Je suis son évolution artistique et ne suis pas la seule à m’extasier devant sa série « Le Cabinet de Curiosités » dont trois pièces ont été révélées : la sirène, Clockwork Fairy et Sepia Morphine. Nous partageons notre vice pour la cuisine japonaise lorsque je m’entends lui dire avec aplomb : « Quoi qu’il se passe, sache-le, je vais l’écrire ton Cabinet de Curiosités ! Il m’inspire ! » Loin de se piquer de mon impertinence, de se braquer de ce détournement annoncé, elle m’encourage ! Il n’en fallait pas plus pour faire s’emballer la machine. En quelques heures, je brosse quatre scenarii, chacun assorti de quatre développements différents. L’un d’eux est plus faible, il manque une véritable chute. Alexandra a les yeux dans le vague, elle prononce un simple mot : le roman graphique est né.

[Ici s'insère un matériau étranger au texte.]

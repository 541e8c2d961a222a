//! City Designer Library
//!
//! A procedural city layout generator that can run headless or with a Bevy UI.

pub mod city;

#[cfg(feature = "ui")]
pub mod ui;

Nous n’avions jamais pensé à travailler ensemble. À cette époque, je soumets encore mes manuscrits en vain. Je découvre, effarée, la capacité de travail d’Alexandra. Cette femme est une machine douée de sensibilité. Elle est un œil, elle est une main, elle réfléchit à toute vitesse. Elle est capable de transcender les propositions et ses créations, sans trahir l’identité d’un personnage, vont bien au-delà de l’illustration d’un texte. C’est une collaboratrice fiable, motivée, qui transmet son bonheur de créer. Nous sentons, sans véritablement en parler, sans jamais nous appesantir, que nous habitons déjà le même Cabinet de Curiosités. Nous avons la même exigence et tant de passion que nous avons travaillé sans le savoir.